Which is argueably some form of shortened version of something Gandhi maybe, may have possibly said…
“If we could change ourselves, the tendencies in the world would also change. As a man changes his own nature, so does the attitude of the world change towards him. … We need not wait to see what others do.”
Well I do want to change and live in a way that positively impacts those around me. It’s the greatest commandment right? First love God and then your neighbour… simples.
And so I embarked on a small challenge. To see if I could do it…. If I could be good at community. So I did what I know… I baked. I delivered cheese scones. A few to office spaces, a few to my husband having a nap and a few to some cabins. In return I got a lot of smiles, a few speechless faces and pure joy manifested in a little bit of hysterical laughter. That was nice, of course it makes you feel good to make others happy, but wait there’s more. I also got the favour returned. Someone made me flapjacks for my night shifts and then I had a percy pig delivery to my door.
It’s not just about gifts or acts of service but about indiscriminate acts of kindness. Just loving one another. What would this ship look like if we just loved each other?

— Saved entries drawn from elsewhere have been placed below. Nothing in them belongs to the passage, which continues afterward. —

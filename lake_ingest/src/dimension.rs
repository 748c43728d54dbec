//! Symbol dimension: SCD Type 2 windows mapping exchange symbols to `symbol_id`.
//!
//! Each [`SymbolDimensionRow`] covers the half-open interval
//! `[valid_from_ts_us, valid_until_ts_us)`. The current window of a listing carries
//! [`VALID_UNTIL_MAX`]. Windows for one `(exchange, exchange_symbol)` are not supposed to
//! overlap; when they do, lookups report every match and the resolver quarantines the row.
//!
//! The dimension is loaded once per run and shared read-only through a
//! [`DimensionHandle`]. Swapping in a new snapshot never affects a run that already holds
//! the previous one.

use std::collections::HashMap;
use std::fs::File;
use std::path::Path;
use std::sync::Arc;

use anyhow::{Context, anyhow, bail};
use arc_swap::ArcSwap;
use arrow::array::{Array, Float64Array, Int64Array, StringArray};
use arrow::record_batch::RecordBatch;
use parquet::arrow::arrow_reader::ParquetRecordBatchReaderBuilder;
use serde::{Deserialize, Serialize};

/// Sentinel `valid_until_ts_us` for open-ended (current) windows.
pub const VALID_UNTIL_MAX: i64 = i64::MAX;

/// One version of a listing.
#[derive(Debug, Clone, PartialEq, Serialize, Deserialize)]
pub struct SymbolDimensionRow {
    /// Stable instrument surrogate.
    pub symbol_id: i64,
    /// Exchange code.
    pub exchange: String,
    /// Symbol as the exchange publishes it.
    pub exchange_symbol: String,
    /// Inclusive start, UTC micros.
    pub valid_from_ts_us: i64,
    /// Exclusive end, UTC micros.
    pub valid_until_ts_us: i64,
    /// Base asset, when known.
    #[serde(default)]
    pub base_asset: Option<String>,
    /// Quote asset, when known.
    #[serde(default)]
    pub quote_asset: Option<String>,
    /// Tick size, when known.
    #[serde(default)]
    pub tick_size: Option<f64>,
}

impl SymbolDimensionRow {
    /// `valid_from <= ts < valid_until`
    pub fn contains(&self, ts_us: i64) -> bool {
        self.valid_from_ts_us <= ts_us && ts_us < self.valid_until_ts_us
    }

    /// Whether this is the open-ended current window.
    pub fn is_current(&self) -> bool {
        self.valid_until_ts_us == VALID_UNTIL_MAX
    }
}

/// Result of a point-in-time lookup.
#[derive(Debug, Clone, PartialEq)]
pub enum WindowMatch<'a> {
    /// Exactly one window covers the timestamp.
    One(&'a SymbolDimensionRow),
    /// Nothing covers it.
    None,
    /// Several windows cover it.
    Many(Vec<&'a SymbolDimensionRow>),
}

#[derive(Debug, Default)]
struct KeyWindows {
    // Sorted by (valid_from, valid_until, symbol_id).
    windows: Vec<SymbolDimensionRow>,
    overlapping: bool,
}

impl KeyWindows {
    fn seal(&mut self) {
        self.windows.sort_by(|a, b| {
            (a.valid_from_ts_us, a.valid_until_ts_us, a.symbol_id).cmp(&(
                b.valid_from_ts_us,
                b.valid_until_ts_us,
                b.symbol_id,
            ))
        });
        let mut reach = i64::MIN;
        self.overlapping = false;
        for w in &self.windows {
            if w.valid_from_ts_us < reach {
                self.overlapping = true;
                break;
            }
            reach = reach.max(w.valid_until_ts_us);
        }
    }

    fn lookup(&self, ts_us: i64) -> WindowMatch<'_> {
        if self.overlapping {
            let hits: Vec<_> = self.windows.iter().filter(|w| w.contains(ts_us)).collect();
            return match hits.len() {
                0 => WindowMatch::None,
                1 => WindowMatch::One(hits[0]),
                _ => WindowMatch::Many(hits),
            };
        }
        // Disjoint windows: the candidate is the last one starting at or before ts.
        let idx = self.windows.partition_point(|w| w.valid_from_ts_us <= ts_us);
        match idx.checked_sub(1).map(|i| &self.windows[i]) {
            Some(w) if w.contains(ts_us) => WindowMatch::One(w),
            _ => WindowMatch::None,
        }
    }
}

/// Indexed, immutable snapshot of the symbol dimension.
#[derive(Debug, Default)]
pub struct SymbolDimension {
    // exchange -> exchange_symbol -> windows
    by_key: HashMap<String, HashMap<String, KeyWindows>>,
    len: usize,
}

impl SymbolDimension {
    /// Index `rows`. Empty or inverted windows can never match and are dropped.
    pub fn from_rows(rows: impl IntoIterator<Item = SymbolDimensionRow>) -> Self {
        let mut by_key: HashMap<String, HashMap<String, KeyWindows>> = HashMap::new();
        let mut len = 0;
        for row in rows {
            if row.valid_from_ts_us >= row.valid_until_ts_us {
                tracing::warn!(
                    symbol_id = row.symbol_id,
                    exchange = %row.exchange,
                    symbol = %row.exchange_symbol,
                    "dropping empty symbol window"
                );
                continue;
            }
            by_key
                .entry(row.exchange.clone())
                .or_default()
                .entry(row.exchange_symbol.clone())
                .or_default()
                .windows
                .push(row);
            len += 1;
        }
        for (exchange, symbols) in by_key.iter_mut() {
            for (symbol, kw) in symbols.iter_mut() {
                kw.seal();
                if kw.overlapping {
                    tracing::warn!(%exchange, %symbol, "overlapping symbol windows");
                }
            }
        }
        Self { by_key, len }
    }

    /// Windows covering `(exchange, exchange_symbol, ts_us)`.
    pub fn lookup(&self, exchange: &str, exchange_symbol: &str, ts_us: i64) -> WindowMatch<'_> {
        match self.by_key.get(exchange).and_then(|m| m.get(exchange_symbol)) {
            Some(kw) => kw.lookup(ts_us),
            None => WindowMatch::None,
        }
    }

    /// Number of indexed windows.
    pub fn len(&self) -> usize {
        self.len
    }

    /// Whether the dimension has no windows.
    pub fn is_empty(&self) -> bool {
        self.len == 0
    }

    /// Keys whose windows overlap, sorted.
    pub fn overlapping_keys(&self) -> Vec<(String, String)> {
        let mut keys: Vec<_> = self
            .by_key
            .iter()
            .flat_map(|(ex, symbols)| {
                symbols
                    .iter()
                    .filter(|(_, kw)| kw.overlapping)
                    .map(move |(sym, _)| (ex.clone(), sym.clone()))
            })
            .collect();
        keys.sort();
        keys
    }

    /// Load from a Parquet file with the [`SymbolDimensionRow`] columns.
    ///
    /// `base_asset`, `quote_asset` and `tick_size` are optional columns.
    pub fn load_parquet(path: impl AsRef<Path>) -> anyhow::Result<Self> {
        let path = path.as_ref();
        let file = File::open(path).with_context(|| format!("open {}", path.display()))?;
        let reader = ParquetRecordBatchReaderBuilder::try_new(file)
            .with_context(|| format!("read parquet metadata {}", path.display()))?
            .build()?;

        let mut rows = Vec::new();
        for batch in reader {
            let batch = batch.with_context(|| format!("decode {}", path.display()))?;
            rows.extend(rows_from_batch(&batch)?);
        }
        let dim = Self::from_rows(rows);
        tracing::info!(path = %path.display(), windows = dim.len(), "symbol dimension loaded");
        Ok(dim)
    }
}

fn column<'a, T: 'static>(batch: &'a RecordBatch, name: &str) -> anyhow::Result<Option<&'a T>> {
    match batch.column_by_name(name) {
        None => Ok(None),
        Some(col) => col
            .as_any()
            .downcast_ref::<T>()
            .map(Some)
            .ok_or_else(|| anyhow!("column '{name}' has unexpected type {}", col.data_type())),
    }
}

fn required<'a, T: 'static>(batch: &'a RecordBatch, name: &str) -> anyhow::Result<&'a T> {
    column(batch, name)?.ok_or_else(|| anyhow!("symbol dimension is missing column '{name}'"))
}

fn rows_from_batch(batch: &RecordBatch) -> anyhow::Result<Vec<SymbolDimensionRow>> {
    let symbol_id = required::<Int64Array>(batch, "symbol_id")?;
    let exchange = required::<StringArray>(batch, "exchange")?;
    let exchange_symbol = required::<StringArray>(batch, "exchange_symbol")?;
    let valid_from = required::<Int64Array>(batch, "valid_from_ts_us")?;
    let valid_until = required::<Int64Array>(batch, "valid_until_ts_us")?;
    let base = column::<StringArray>(batch, "base_asset")?;
    let quote = column::<StringArray>(batch, "quote_asset")?;
    let tick = column::<Float64Array>(batch, "tick_size")?;

    let opt_str = |a: Option<&StringArray>, i: usize| {
        a.filter(|a| !a.is_null(i)).map(|a| a.value(i).to_string())
    };

    let mut out = Vec::with_capacity(batch.num_rows());
    for i in 0..batch.num_rows() {
        if symbol_id.is_null(i)
            || exchange.is_null(i)
            || exchange_symbol.is_null(i)
            || valid_from.is_null(i)
            || valid_until.is_null(i)
        {
            bail!("symbol dimension row {i} has a null key column");
        }
        out.push(SymbolDimensionRow {
            symbol_id: symbol_id.value(i),
            exchange: exchange.value(i).to_string(),
            exchange_symbol: exchange_symbol.value(i).to_string(),
            valid_from_ts_us: valid_from.value(i),
            valid_until_ts_us: valid_until.value(i),
            base_asset: opt_str(base, i),
            quote_asset: opt_str(quote, i),
            tick_size: tick.filter(|a| !a.is_null(i)).map(|a| a.value(i)),
        });
    }
    Ok(out)
}

/// Shared, swappable reference to the current [`SymbolDimension`].
#[derive(Debug)]
pub struct DimensionHandle {
    inner: ArcSwap<SymbolDimension>,
}

impl DimensionHandle {
    /// Wrap an initial snapshot.
    pub fn new(dim: SymbolDimension) -> Self {
        Self {
            inner: ArcSwap::from_pointee(dim),
        }
    }

    /// Snapshot for one run.
    pub fn snapshot(&self) -> Arc<SymbolDimension> {
        self.inner.load_full()
    }

    /// Publish a new snapshot; in-flight runs keep the one they loaded.
    pub fn replace(&self, dim: SymbolDimension) {
        self.inner.store(Arc::new(dim));
    }
}

#[cfg(test)]
mod tests {
    use super::*;
    use arrow::datatypes::{DataType, Field, Schema};
    use parquet::arrow::ArrowWriter;

    fn window(id: i64, ex: &str, sym: &str, from: i64, until: i64) -> SymbolDimensionRow {
        SymbolDimensionRow {
            symbol_id: id,
            exchange: ex.into(),
            exchange_symbol: sym.into(),
            valid_from_ts_us: from,
            valid_until_ts_us: until,
            base_asset: None,
            quote_asset: None,
            tick_size: None,
        }
    }

    #[test]
    fn half_open_boundaries() {
        let dim = SymbolDimension::from_rows([
            window(1, "binance", "BTCUSDT", 100, 200),
            window(2, "binance", "BTCUSDT", 200, VALID_UNTIL_MAX),
        ]);
        assert_eq!(dim.lookup("binance", "BTCUSDT", 99), WindowMatch::None);
        assert!(matches!(dim.lookup("binance", "BTCUSDT", 100), WindowMatch::One(w) if w.symbol_id == 1));
        assert!(matches!(dim.lookup("binance", "BTCUSDT", 199), WindowMatch::One(w) if w.symbol_id == 1));
        assert!(matches!(dim.lookup("binance", "BTCUSDT", 200), WindowMatch::One(w) if w.symbol_id == 2));
        assert!(matches!(dim.lookup("binance", "BTCUSDT", i64::MAX - 1), WindowMatch::One(w) if w.is_current()));
        assert_eq!(dim.lookup("binance", "ETHUSDT", 150), WindowMatch::None);
        assert_eq!(dim.lookup("okx", "BTCUSDT", 150), WindowMatch::None);
    }

    #[test]
    fn gaps_are_not_covered() {
        let dim = SymbolDimension::from_rows([
            window(1, "x", "A", 0, 10),
            window(1, "x", "A", 20, 30),
        ]);
        assert_eq!(dim.lookup("x", "A", 15), WindowMatch::None);
        assert!(matches!(dim.lookup("x", "A", 25), WindowMatch::One(_)));
        assert!(dim.overlapping_keys().is_empty());
    }

    #[test]
    fn overlaps_report_every_match() {
        let dim = SymbolDimension::from_rows([
            window(1, "x", "A", 0, 100),
            window(2, "x", "A", 10, 20), // nested
            window(3, "x", "B", 0, 10),
        ]);
        assert_eq!(dim.overlapping_keys(), vec![("x".to_string(), "A".to_string())]);
        match dim.lookup("x", "A", 15) {
            WindowMatch::Many(ws) => {
                assert_eq!(ws.iter().map(|w| w.symbol_id).collect::<Vec<_>>(), [1, 2]);
            }
            other => panic!("expected overlap, got {other:?}"),
        }
        assert!(matches!(dim.lookup("x", "A", 50), WindowMatch::One(w) if w.symbol_id == 1));
    }

    #[test]
    fn empty_windows_are_dropped() {
        let dim = SymbolDimension::from_rows([window(1, "x", "A", 10, 10), window(2, "x", "A", 20, 5)]);
        assert!(dim.is_empty());
    }

    #[test]
    fn handle_snapshots_survive_replacement() {
        let handle = DimensionHandle::new(SymbolDimension::from_rows([window(1, "x", "A", 0, 10)]));
        let before = handle.snapshot();
        handle.replace(SymbolDimension::default());
        assert_eq!(before.len(), 1);
        assert!(handle.snapshot().is_empty());
    }

    #[test]
    fn loads_from_parquet() {
        let dir = tempfile::tempdir().unwrap();
        let path = dir.path().join("dim_symbol.parquet");

        let schema = Arc::new(Schema::new(vec![
            Field::new("symbol_id", DataType::Int64, false),
            Field::new("exchange", DataType::Utf8, false),
            Field::new("exchange_symbol", DataType::Utf8, false),
            Field::new("valid_from_ts_us", DataType::Int64, false),
            Field::new("valid_until_ts_us", DataType::Int64, false),
            Field::new("tick_size", DataType::Float64, true),
        ]));
        let batch = RecordBatch::try_new(
            schema.clone(),
            vec![
                Arc::new(Int64Array::from(vec![1, 2])),
                Arc::new(StringArray::from(vec!["binance", "binance"])),
                Arc::new(StringArray::from(vec!["BTCUSDT", "ETHUSDT"])),
                Arc::new(Int64Array::from(vec![0, 0])),
                Arc::new(Int64Array::from(vec![VALID_UNTIL_MAX, 1_000])),
                Arc::new(Float64Array::from(vec![Some(0.01), None])),
            ],
        )
        .unwrap();
        let mut writer = ArrowWriter::try_new(File::create(&path).unwrap(), schema, None).unwrap();
        writer.write(&batch).unwrap();
        writer.close().unwrap();

        let dim = SymbolDimension::load_parquet(&path).unwrap();
        assert_eq!(dim.len(), 2);
        match dim.lookup("binance", "BTCUSDT", 5) {
            WindowMatch::One(w) => {
                assert_eq!(w.tick_size, Some(0.01));
                assert_eq!(w.base_asset, None);
            }
            other => panic!("unexpected {other:?}"),
        }
        assert_eq!(dim.lookup("binance", "ETHUSDT", 1_000), WindowMatch::None);
    }
}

If we said the good things that run through our minds out loud like “I missed you” or “I’m so glad you are here”. I’ve realised that I often have positive thoughts about people, however, I’m far more likely to speak out about the negative things than the positive ones. I felt at home just because people came out and said the positive things. So I tried that out too; today I met a new crew member and when she opened her mouth I was all happy inside to hear an Irish accent. I worked with a lot of Irish nurses in London and so it was just like being at home. I thought about it for a while before giving my self a talking to, “Amy just say it!” So I did I gave her an almighty hug and declared;
“Oh It’s so good to hear an Irish accent again, I have missed that so much. I’m so glad you are here!”
A few hours later she found me and thanked me for making her feel at HOME. She said that was the first time she had really felt like she belonged here!
Is it right or wrong that the acts of others can make the difference between belonging and not belonging?
Should I just be able to feel at home through being at peace with myself and God?
I don’t know.
But I do know that I too can make a difference. It’s a big ship with a lot of people but for today I’m going to start a new mission. To love others with kind words, indiscriminate acts of kindness and attempt to make other people feel at home:
To be good at community! And then maybe change the world!
These are completely my own thoughts and ponderings and do not represent Mercy Ships … they just represent me and my observations about life here on the Africa Mercy.